二話
朝倉瞳。六月二十日産まれ。O型の女子高生。どこにでもいる、平凡な女の子。両親に蝶よ花よと可愛いがられ、思いやりにあふれている性格。母親と同じくドジでおっちょこちょい。何もないところで転ぶなど、周りから笑われたりする。しかしポジティブ思考なので、笑われても落ち込んだりしない。明るく元気な人間なのだ。逆に落ち込んでいる人がいると、励まし親身に想ってあげる。だから、他人に嫌われた経験は一度もない。すぐに友だちが作れるのは、瞳の特技だ。
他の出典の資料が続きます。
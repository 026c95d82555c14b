//! Data models for weight plans and progress reports.
//!
//! Display implementations for user-facing messages live in
//! [`crate::display`], keeping the records here free of presentation logic.

pub mod direction;
pub mod plan;
pub mod profile;
pub mod report;


pub use direction::GoalDirection;
pub use plan::Plan;
pub use profile::{Gender, UserProfile};
pub use report::ProgressReport;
ただ一つ、どうしても暗い気持ちになるのは、背が低いこと。幼稚園ではチビちゃんと呼ばれ、空しい思いをした。背の順で並ぶと、必ず一番前になるし、自分だけ小さいのが悲しくなる。ぬいぐるみみたいな扱いもされる。
「私って、なんで可愛くないんだろう。みんなは可愛いのに。私だけ、全然可愛くない」
幼い頃から悩んでいた。それは成長して小学生、中学生になっても変わらない。体型だし、治すことも無理だ。きっとずっと瞳の胸の中に浮かんでいくのだろう。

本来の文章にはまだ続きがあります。